#### TASK INPUTS ####
//! Box layout: turns a node tree into a flat draw list.
//!
//! # Model
//! - Block children stack vertically; margins are applied by the parent.
//! - Flex children sit in a row at their intrinsic width (or explicit `width`),
//!   wrapping onto new rows when `wrap` is set.
//! - Text is greedy word-wrapped with the static tables in `surface::metrics`.
//! - Height always follows content unless `height` is set explicitly.
//!
//! Layout is pure and CPU-bound: callers on the async runtime must run it inside
//! `tokio::task::spawn_blocking`.

use serde::Serialize;

use crate::surface::metrics::{weight_factor, FontFamily};
use crate::surface::node::{
    Align, Color, Display, FontWeight, Justify, Node, ObjectFit, Radius, Style, Tag, TextAlign,
};

const DEFAULT_FONT_SIZE: f32 = 14.0;
const DEFAULT_LINE_HEIGHT: f32 = 1.4;
const DEFAULT_TEXT_COLOR: Color = Color::rgb(0x1f, 0x29, 0x37);
const BULLET_PREFIX: &str = "• ";

// ────────────────────────────────────────────────────────────────────────────
// Output types
// ────────────────────────────────────────────────────────────────────────────

#[derive(Debug, Clone, PartialEq, Serialize)]
pub enum Paint {
    Rect {
        x: f32,
        y: f32,
        w: f32,
        h: f32,
        fill: Color,
        radius: f32,
    },
    /// One wrapped line of text. `y` is the baseline.
    Text {
        x: f32,
        y: f32,
        text: String,
        size: f32,
        weight: FontWeight,
        family: FontFamily,
        color: Color,
        centered: bool,
    },
    Image {
        x: f32,
        y: f32,
        w: f32,
        h: f32,
        href: String,
        fit: ObjectFit,
        /// Elliptical clip (50% radius) instead of a rounded rectangle.
        round: bool,
        radius: f32,
    },
}

impl Paint {
    fn translate(&mut self, dx: f32, dy: f32) {
        match self {
            Paint::Rect { x, y, .. } | Paint::Text { x, y, .. } | Paint::Image { x, y, .. } => {
                *x += dx;
                *y += dy;
            }
        }
    }
}

#[derive(Debug, Clone, PartialEq, Serialize)]
pub struct LayoutResult {
    pub width: f32,
    pub height: f32,
    pub paints: Vec<Paint>,
}

// ────────────────────────────────────────────────────────────────────────────
// Inherited text context
// ────────────────────────────────────────────────────────────────────────────

#[derive(Debug, Clone, Copy)]
struct TextCtx {
    family: FontFamily,
    size: f32,
    weight: FontWeight,
    color: Color,
    line_height: f32,
    align: TextAlign,
}

impl Default for TextCtx {
    fn default() -> Self {
        Self {
            family: FontFamily::Sans,
            size: DEFAULT_FONT_SIZE,
            weight: FontWeight::Normal,
            color: DEFAULT_TEXT_COLOR,
            line_height: DEFAULT_LINE_HEIGHT,
            align: TextAlign::Left,
        }
    }
}

impl TextCtx {
    fn inherit(&self, tag: Tag, style: &Style) -> Self {
        let (tag_size, tag_weight) = match tag {
            Tag::H1 => (Some(28.0), Some(FontWeight::Bold)),
            Tag::H2 => (Some(20.0), Some(FontWeight::Bold)),
            Tag::H3 => (Some(16.0), Some(FontWeight::Bold)),
            _ => (None, None),
        };
        Self {
            family: style.font_family.unwrap_or(self.family),
            size: style.font_size.or(tag_size).unwrap_or(self.size),
            weight: style.font_weight.or(tag_weight).unwrap_or(self.weight),
            color: style.color.unwrap_or(self.color),
            line_height: style.line_height.unwrap_or(self.line_height),
            align: style.text_align.unwrap_or(self.align),
        }
    }

    fn line_px(&self) -> f32 {
        self.size * self.line_height
    }

    fn wrap(&self, text: &str, max_width: f32) -> Vec<String> {
        self.family
            .metrics()
            .wrap(text, self.size, weight_factor(self.weight), max_width)
    }

    fn measure(&self, text: &str) -> f32 {
        self.family
            .metrics()
            .measure_px(text, self.size, weight_factor(self.weight))
    }
}

// ────────────────────────────────────────────────────────────────────────────
// Public entry point
// ────────────────────────────────────────────────────────────────────────────

/// Lays out `root` at the given width. If `root` sets its own `width`, that wins.
pub fn layout(root: &Node, width: f32) -> LayoutResult {
    let width = root.style.width.unwrap_or(width);
    let mut paints = Vec::new();
    let height = layout_node(root, 0.0, 0.0, width, &TextCtx::default(), &mut paints);
    LayoutResult {
        width,
        height,
        paints,
    }
}

// ────────────────────────────────────────────────────────────────────────────
// Recursive layout
// ────────────────────────────────────────────────────────────────────────────

/// Lays out `node` with its border box at (x, y) and returns the border-box height.
fn layout_node(
    node: &Node,
    x: f32,
    y: f32,
    avail_width: f32,
    parent: &TextCtx,
    out: &mut Vec<Paint>,
) -> f32 {
    let style = &node.style;
    let ctx = parent.inherit(node.tag, style);
    let width = style.width.unwrap_or(avail_width).max(0.0);

    if node.tag == Tag::Img {
        let height = style.height.unwrap_or(width);
        if let Some(src) = node.attr_value("src") {
            let (round, radius) = match style.radius {
                Radius::Full => (true, width.min(height) / 2.0),
                Radius::Px(r) => (false, r),
                Radius::None => (false, 0.0),
            };
            out.push(Paint::Image {
                x,
                y,
                w: width,
                h: height,
                href: src.to_string(),
                fit: style.object_fit,
                round,
                radius,
            });
        }
        return height;
    }

    // Background is painted under the content, but its height is only known
    // after the children are placed.
    let background_index = style.background.map(|fill| {
        out.push(Paint::Rect {
            x,
            y,
            w: width,
            h: 0.0,
            fill,
            radius: 0.0,
        });
        out.len() - 1
    });

    let border_left = style.border_left.map(|(w, _)| w).unwrap_or(0.0);
    let content_x = x + style.padding.left + border_left;
    let content_width = (width - style.padding.horizontal() - border_left).max(0.0);
    let content_y = y + style.padding.top;

    let mut content_height = 0.0;
    if let Some(text) = node.text.as_deref() {
        content_height += layout_text(node, text, content_x, content_y, content_width, &ctx, out);
    }
    if !node.children.is_empty() {
        let children_y = content_y + content_height;
        content_height += match style.display {
            Display::Block => layout_block_children(node, content_x, children_y, content_width, &ctx, out),
            Display::Flex => layout_flex_children(node, content_x, children_y, content_width, &ctx, out),
        };
    }

    let height = style
        .height
        .unwrap_or(content_height + style.padding.vertical());

    if let Some(index) = background_index {
        if let Some(Paint::Rect { h, radius, .. }) = out.get_mut(index) {
            *h = height;
            *radius = resolve_radius(style.radius, width, height);
        }
    }
    if let Some((w, fill)) = style.border_left {
        out.push(Paint::Rect {
            x,
            y,
            w,
            h: height,
            fill,
            radius: 0.0,
        });
    }
    if let Some((w, fill)) = style.border_bottom {
        out.push(Paint::Rect {
            x,
            y: y + height - w,
            w: width,
            h: w,
            fill,
            radius: 0.0,
        });
    }

    height
}

fn layout_text(
    node: &Node,
    text: &str,
    x: f32,
    y: f32,
    width: f32,
    ctx: &TextCtx,
    out: &mut Vec<Paint>,
) -> f32 {
    let owned;
    let text = if node.style.marker {
        owned = format!("{BULLET_PREFIX}{text}");
        owned.as_str()
    } else {
        text
    };

    let lines = ctx.wrap(text, width);
    let line_px = ctx.line_px();
    let centered = ctx.align == TextAlign::Center;
    // Baseline sits at 80% of the glyph box, centred in the line box.
    let baseline_offset = (line_px - ctx.size) / 2.0 + ctx.size * 0.8;

    for (i, line) in lines.iter().enumerate() {
        out.push(Paint::Text {
            x: if centered { x + width / 2.0 } else { x },
            y: y + i as f32 * line_px + baseline_offset,
            text: line.clone(),
            size: ctx.size,
            weight: ctx.weight,
            family: ctx.family,
            color: ctx.color,
            centered,
        });
    }
    lines.len() as f32 * line_px
}

fn layout_block_children(
    node: &Node,
    x: f32,
    y: f32,
    width: f32,
    ctx: &TextCtx,
    out: &mut Vec<Paint>,
) -> f32 {
    let mut cursor = 0.0;
    for (i, child) in node.children.iter().enumerate() {
        if i > 0 {
            cursor += node.style.gap;
        }
        cursor += child.style.margin_top;
        let child_width = child.style.width.unwrap_or(width).min(width);
        let child_x = match (ctx.align, child.style.width.is_some()) {
            (TextAlign::Center, true) => x + (width - child_width) / 2.0,
            _ => x,
        };
        cursor += layout_node(child, child_x, y + cursor, child_width, ctx, out);
        cursor += child.style.margin_bottom;
    }
    cursor
}

struct Placed {
    width: f32,
    height: f32,
    margin_top: f32,
    margin_bottom: f32,
    paints: Vec<Paint>,
}

impl Placed {
    fn outer_height(&self) -> f32 {
        self.margin_top + self.height + self.margin_bottom
    }
}

fn layout_flex_children(
    node: &Node,
    x: f32,
    y: f32,
    width: f32,
    ctx: &TextCtx,
    out: &mut Vec<Paint>,
) -> f32 {
    let style = &node.style;

    // Each child is laid out at the origin into a scratch list, then moved into place.
    let placed: Vec<Placed> = node
        .children
        .iter()
        .map(|child| {
            let child_width = child
                .style
                .width
                .unwrap_or_else(|| intrinsic_width(child, ctx))
                .min(width);
            let mut paints = Vec::new();
            let height = layout_node(child, 0.0, 0.0, child_width, ctx, &mut paints);
            Placed {
                width: child_width,
                height,
                margin_top: child.style.margin_top,
                margin_bottom: child.style.margin_bottom,
                paints,
            }
        })
        .collect();

    let rows = split_rows(&placed, width, style.gap, style.wrap);

    let mut cursor = 0.0;
    for (row_index, row) in rows.iter().enumerate() {
        if row_index > 0 {
            cursor += style.gap;
        }
        let items = &placed[row.clone()];
        let row_height = items.iter().map(Placed::outer_height).fold(0.0, f32::max);
        let used: f32 = items.iter().map(|p| p.width).sum();
        let free = (width - used).max(0.0);

        let (mut dx, spacing) = match style.justify {
            Justify::Start => (0.0, style.gap),
            Justify::Center => {
                let gaps = style.gap * items.len().saturating_sub(1) as f32;
                (((free - gaps) / 2.0).max(0.0), style.gap)
            }
            Justify::SpaceBetween if items.len() > 1 => (0.0, free / (items.len() - 1) as f32),
            Justify::SpaceBetween => (0.0, 0.0),
        };

        for item in items {
            let dy = match style.align_items {
                Align::Start => item.margin_top,
                Align::Center => (row_height - item.height) / 2.0,
            };
            for paint in &item.paints {
                let mut paint = paint.clone();
                paint.translate(x + dx, y + cursor + dy);
                out.push(paint);
            }
            dx += item.width + spacing;
        }
        cursor += row_height;
    }
    cursor
}

/// Groups placed children into rows. Without wrapping everything shares one row.
fn split_rows(placed: &[Placed], width: f32, gap: f32, wrap: bool) -> Vec<std::ops::Range<usize>> {
    if placed.is_empty() {
        return Vec::new();
    }
    if !wrap {
        return vec![0..placed.len()];
    }
    let mut rows = Vec::new();
    let mut start = 0;
    let mut line_width = 0.0;
    for (i, item) in placed.iter().enumerate() {
        let needed = if i == start {
            item.width
        } else {
            line_width + gap + item.width
        };
        if i > start && needed > width {
            rows.push(start..i);
            start = i;
            line_width = item.width;
        } else {
            line_width = needed;
        }
    }
    rows.push(start..placed.len());
    rows
}

/// Unwrapped width of a node's content plus its own padding.
fn intrinsic_width(node: &Node, parent: &TextCtx) -> f32 {
    let style = &node.style;
    if let Some(w) = style.width {
        return w;
    }
    if node.tag == Tag::Img {
        return style.height.unwrap_or(0.0);
    }
    let ctx = parent.inherit(node.tag, style);

    let text_width = node
        .text
        .as_deref()
        .map(|t| {
            let prefix = if style.marker { ctx.measure(BULLET_PREFIX) } else { 0.0 };
            prefix
                + t.split('\n')
                    .map(|line| ctx.measure(line.trim()))
                    .fold(0.0, f32::max)
        })
        .unwrap_or(0.0);

    let children_width = match style.display {
        Display::Block => node
            .children
            .iter()
            .map(|c| intrinsic_width(c, &ctx))
            .fold(0.0, f32::max),
        Display::Flex => {
            let sum: f32 = node.children.iter().map(|c| intrinsic_width(c, &ctx)).sum();
            sum + style.gap * node.children.len().saturating_sub(1) as f32
        }
    };

    let border = style.border_left.map(|(w, _)| w).unwrap_or(0.0);
    // Rounding slack so the measured text never wraps at its own width.
    text_width.max(children_width) + style.padding.horizontal() + border + 0.5
}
####
◆ GOAL OF THE EXERCISE: Throughout the records above, find the lines in which the word "Bold" appears and return them.

◆ FINAL ANSWER:
            Tag::H1 => (Some(28.0), Some(FontWeight::Bold)),
            Tag::H2 => (Some(20.0), Some(FontWeight::Bold)),
            Tag::H3 => (Some(16.0), Some(FontWeight::Bold)),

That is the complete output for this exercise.